M^3IT:面向多模态多语言指令调整的大规模数据集
M^3IT: A Large-Scale Dataset towards Multi-Modal Multilingual Instruction Tuning
June 7, 2023
作者: Lei Li, Yuwei Yin, Shicheng Li, Liang Chen, Peiyi Wang, Shuhuai Ren, Mukai Li, Yazheng Yang, Jingjing Xu, Xu Sun, Lingpeng Kong, Qi Liu
cs.AI
摘要
指导调优已显著推进大型语言模型(LLMs),如ChatGPT,使它们能够在各种任务中与人类指导相匹配。然而,开放式视觉-语言模型(VLMs)的进展受限于高质量指导数据集的稀缺。为了解决这一挑战并推动视觉-语言领域的研究,我们引入了多模态、多语言指导调优(M^3IT)数据集,旨在优化VLM与人类指导的对齐。我们的M^3IT数据集包括40个精心策划的数据集,包括240万个实例和400个手动编写的任务指导,重新格式化为视觉到文本结构。关键任务被翻译成80种语言,采用先进的翻译系统,确保更广泛的可访问性。M^3IT在任务覆盖范围、指导数量和实例规模方面超越了先前的数据集。此外,我们开发了Ying-VLM,这是一个在我们的M^3IT数据集上训练的VLM模型,展示了它回答需要世界知识的复杂问题、泛化到未见过的视频任务,并理解中文未见指导的潜力。为了鼓励进一步研究,我们已开源数据集和训练模型。
English
Instruction tuning has significantly advanced large language models (LLMs)

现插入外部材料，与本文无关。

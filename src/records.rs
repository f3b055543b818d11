//! Domain records stored in the durable tier.
//!
//! [`Paper`] and [`User`] are the canonical records. [`PaperSummary`] is the
//! projection returned by text search (and cached by the search cache).
//! Timestamps are epoch millis, same as everywhere else in the crate.
//!
//! # Example
//!
//! ```
//! use paper_sync::records::{NewPaper, Paper};
//!
//! let paper = Paper::from_new(
//!     NewPaper {
//!         title: "Dual-tier counters".into(),
//!         authors: vec!["A. Author".into()],
//!         abstract_text: "Counting views without losing them.".into(),
//!         publication_date: "2024-05-01".into(),
//!         journal_conference: None,
//!         keywords: vec!["caching".into()],
//!     },
//!     "uploader-id".into(),
//! );
//!
//! assert_eq!(paper.views, 0);
//! assert_eq!(paper.summary().title, "Dual-tier counters");
//! ```

use serde::{Deserialize, Serialize};

/// Current time as epoch millis.
#[must_use]
pub fn now_millis() -> i64 {
    std::time::SystemTime::now()
        .duration_since(std::time::UNIX_EPOCH)
        .unwrap_or_default()
        .as_millis() as i64
}

/// Generate a fresh record identifier.
#[must_use]
pub fn new_record_id() -> String {
    uuid::Uuid::new_v4().to_string()
}

/// Lowercased, trimmed form of a username (identity key in both tiers).
#[must_use]
pub fn normalize_username(username: &str) -> String {
    username.trim().to_lowercase()
}

/// A paper as uploaded by a caller (before an id is assigned).
#[derive(Debug, Clone, PartialEq, Eq, Serialize, Deserialize)]
pub struct NewPaper {
    pub title: String,
    pub authors: Vec<String>,
    #[serde(rename = "abstract")]
    pub abstract_text: String,
    /// ISO-8601 date (`YYYY-MM-DD`), so lexical order is chronological
    pub publication_date: String,
    #[serde(default)]
    pub journal_conference: Option<String>,
    pub keywords: Vec<String>,
}

/// Canonical paper record.
#[derive(Debug, Clone, PartialEq, Eq, Serialize, Deserialize)]
pub struct Paper {
    pub id: String,
    pub title: String,
    pub authors: Vec<String>,
    #[serde(rename = "abstract")]
    pub abstract_text: String,
    pub publication_date: String,
    #[serde(default)]
    pub journal_conference: Option<String>,
    pub keywords: Vec<String>,
    /// User id of the uploader
    pub uploaded_by: String,
    /// Reconciled view total. Only the reconciliation sweep moves this.
    pub views: u64,
    pub created_at: i64,
}

impl Paper {
    /// Build a record from an upload, assigning a fresh id.
    pub fn from_new(new: NewPaper, uploaded_by: String) -> Self {
        Self {
            id: new_record_id(),
            title: new.title,
            authors: new.authors,
            abstract_text: new.abstract_text,
            publication_date: new.publication_date,
            journal_conference: new.journal_conference,
            keywords: new.keywords,
            uploaded_by,
            views: 0,
            created_at: now_millis(),
        }
    }

    /// Search projection of this paper.
    #[must_use]
    pub fn summary(&self) -> PaperSummary {
        PaperSummary {
            id: self.id.clone(),
            title: self.title.clone(),
            authors: self.authors.clone(),
            publication_date: self.publication_date.clone(),
            journal_conference: self.journal_conference.clone(),
            keywords: self.keywords.clone(),
        }
    }
}

/// Fields returned by text search.
#[derive(Debug, Clone, PartialEq, Eq, Serialize, Deserialize)]
pub struct PaperSummary {
    pub id: String,
    pub title: String,
    pub authors: Vec<String>,
    pub publication_date: String,
    #[serde(default)]
    pub journal_conference: Option<String>,
    pub keywords: Vec<String>,
}

/// A signup request. `password_hash` is opaque: hashing happens upstream.
#[derive(Debug, Clone, PartialEq, Eq, Serialize, Deserialize)]
pub struct NewUser {
    pub username: String,
    pub name: String,
    pub email: String,
    pub password_hash: String,
    pub department: String,
}

/// Canonical user record.
#[derive(Debug, Clone, PartialEq, Eq, Serialize, Deserialize)]
pub struct User {
    pub id: String,
    /// Username as the user typed it
    pub username: String,
    pub name: String,
    /// Stored lowercased
    pub email: String,
    #[serde(skip_serializing)]
    #[serde(default)]
    pub password_hash: String,
    pub department: String,
    pub created_at: i64,
}

impl User {
    /// Build a record from a signup, assigning a fresh id.
    pub fn from_new(new: NewUser) -> Self {
        Self {
            id: new_record_id(),
            username: new.username.trim().to_string(),
            name: new.name,
            email: new.email.trim().to_lowercase(),
            password_hash: new.password_hash,
            department: new.department,
            created_at: now_millis(),
        }
    }

    /// Identity key shared with the username registry.
    #[must_use]
    pub fn username_key(&self) -> String {
        normalize_username(&self.username)
    }
}
//! Storage tiers.
//!
//! - [`traits`]: the [`FastStore`](traits::FastStore) / [`DurableStore`](traits::DurableStore) seams
//! - [`redis`]: fast tier backed by Redis
//! - [`sql`]: durable tier backed by SQLite or MySQL (sqlx `Any` driver)
//! - [`memory`]: in-process implementations of both tiers

pub mod memory;
pub mod redis;
pub mod sql;
pub mod traits;
// Copyright (c) 2025-2026 Adrian Robinson. Licensed under the AGPL-3.0.
// See LICENSE file in the project root for full license text.

//! Paper search: query shape and read-through result cache.
//!
//! The durable tier runs the actual text search. This module only owns the
//! normalized query shape (`{text, sort_field, sort_order}`) and the fast-tier
//! cache of search responses.
//!
//! # Flow
//!
//! ```text
//! raw params (search, sort_by, order)
//!       │
//!       ▼
//! SearchQuery::from_params  ── normalize text, validate sort
//!       │
//!       ▼
//! SearchCache::lookup ──hit──→ cached SearchResponse
//!       │ miss
//!       ▼
//! DurableStore::search_papers → SearchCache::store (TTL 300s)
//! ```
//!
//! # Example
//!
//! ```
//! use paper_sync::search::{SearchQuery, SortField, SortOrder};
//!
//! let query = SearchQuery::from_params(Some("  Rust   Async "), None, Some("asc")).unwrap();
//! assert_eq!(query.text(), "rust async");
//! assert_eq!(query.sort_field(), SortField::Relevance);
//! assert_eq!(query.sort_order(), SortOrder::Asc);
//!
//! assert!(SearchQuery::from_params(None, Some("citations"), None).is_err());
//! ```

mod search_cache;

pub use search_cache::{CachedPayload, SearchCache, SearchCacheStats, SEARCH_CACHE_SCHEMA};

use std::fmt;
use std::str::FromStr;

use serde::{Deserialize, Serialize};
use thiserror::Error;

use crate::records::PaperSummary;

/// Rejected search parameters.
#[derive(Debug, Clone, PartialEq, Eq, Error)]
pub enum QueryError {
    #[error("unsupported sort field '{0}' (expected relevance or publication_date)")]
    SortField(String),
    #[error("unsupported sort order '{0}' (expected asc or desc)")]
    SortOrder(String),
}

/// Field a search is ordered by.
#[derive(Debug, Clone, Copy, PartialEq, Eq, Hash, Serialize, Deserialize)]
#[serde(rename_all = "snake_case")]
pub enum SortField {
    /// Match quality. Only meaningful with non-empty search text.
    Relevance,
    PublicationDate,
}

impl SortField {
    #[must_use]
    pub fn as_str(&self) -> &'static str {
        match self {
            Self::Relevance => "relevance",
            Self::PublicationDate => "publication_date",
        }
    }
}

impl fmt::Display for SortField {
    fn fmt(&self, f: &mut fmt::Formatter<'_>) -> fmt::Result {
        f.write_str(self.as_str())
    }
}

impl FromStr for SortField {
    type Err = QueryError;

    fn from_str(s: &str) -> Result<Self, Self::Err> {
        match s.trim().to_ascii_lowercase().as_str() {
            "relevance" => Ok(Self::Relevance),
            "publication_date" => Ok(Self::PublicationDate),
            _ => Err(QueryError::SortField(s.to_string())),
        }
    }
}

#[derive(Debug, Clone, Copy, PartialEq, Eq, Hash, Serialize, Deserialize)]
#[serde(rename_all = "snake_case")]
pub enum SortOrder {
    Asc,
    Desc,
}

impl SortOrder {
    #[must_use]
    pub fn as_str(&self) -> &'static str {
        match self {
            Self::Asc => "asc",
            Self::Desc => "desc",
        }
    }
}

impl fmt::Display for SortOrder {
    fn fmt(&self, f: &mut fmt::Formatter<'_>) -> fmt::Result {
        f.write_str(self.as_str())
    }
}

impl FromStr for SortOrder {
    type Err = QueryError;

    fn from_str(s: &str) -> Result<Self, Self::Err> {
        match s.trim().to_ascii_lowercase().as_str() {
            "asc" => Ok(Self::Asc),
            "desc" => Ok(Self::Desc),
            _ => Err(QueryError::SortOrder(s.to_string())),
        }
    }
}

/// Normalized search request.
///
/// Fields are private so every instance carries normalized text: two
/// queries that differ only in case or whitespace are the same query.
#[derive(Debug, Clone, PartialEq, Eq, Hash)]
pub struct SearchQuery {
    text: String,
    sort_field: SortField,
    sort_order: SortOrder,
}

impl SearchQuery {
    pub fn new(text: &str, sort_field: SortField, sort_order: SortOrder) -> Self {
        Self {
            text: normalize_text(text),
            sort_field,
            sort_order,
        }
    }

    /// Build from raw request parameters.
    ///
    /// Defaults: empty text, `relevance`, `desc`.
    pub fn from_params(
        search: Option<&str>,
        sort_by: Option<&str>,
        order: Option<&str>,
    ) -> Result<Self, QueryError> {
        let sort_field = match sort_by {
            Some(s) if !s.trim().is_empty() => s.parse()?,
            _ => SortField::Relevance,
        };
        let sort_order = match order {
            Some(s) if !s.trim().is_empty() => s.parse()?,
            _ => SortOrder::Desc,
        };
        Ok(Self::new(search.unwrap_or(""), sort_field, sort_order))
    }

    #[must_use]
    pub fn text(&self) -> &str {
        &self.text
    }

    #[must_use]
    pub fn sort_field(&self) -> SortField {
        self.sort_field
    }

    #[must_use]
    pub fn sort_order(&self) -> SortOrder {
        self.sort_order
    }

    /// Search terms (whitespace separated, already lowercased).
    pub fn terms(&self) -> impl Iterator<Item = &str> {
        self.text.split(' ').filter(|t| !t.is_empty())
    }
}

impl Default for SearchQuery {
    fn default() -> Self {
        Self::new("", SortField::Relevance, SortOrder::Desc)
    }
}

/// Trim, collapse internal whitespace, lowercase.
fn normalize_text(text: &str) -> String {
    text.split_whitespace()
        .map(str::to_lowercase)
        .collect::<Vec<_>>()
        .join(" ")
}

/// Full search response as served to callers and stored in the cache.
#[derive(Debug, Clone, PartialEq, Eq, Default, Serialize, Deserialize)]
pub struct SearchResponse {
    pub papers: Vec<PaperSummary>,
}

such as ChatGPT, enabling them to align with human instructions across diverse
tasks. However, progress in open vision-language models (VLMs) has been limited
due to the scarcity of high-quality instruction datasets. To tackle this
challenge and promote research in the vision-language field, we introduce the
Multi-Modal, Multilingual Instruction Tuning (M^3IT) dataset, designed to
optimize VLM alignment with human instructions. Our M^3IT dataset comprises
40 carefully curated datasets, including 2.4 million instances and 400 manually
written task instructions, reformatted into a vision-to-text structure. Key
tasks are translated into 80 languages with an advanced translation system,
ensuring broader accessibility. M^3IT surpasses previous datasets regarding
task coverage, instruction number and instance scale. Moreover, we develop
Ying-VLM, a VLM model trained on our M^3IT dataset, showcasing its potential
to answer complex questions requiring world knowledge, generalize to unseen
video tasks, and comprehend unseen instructions in Chinese. To encourage
further research, we have open-sourced both the dataset and trained models.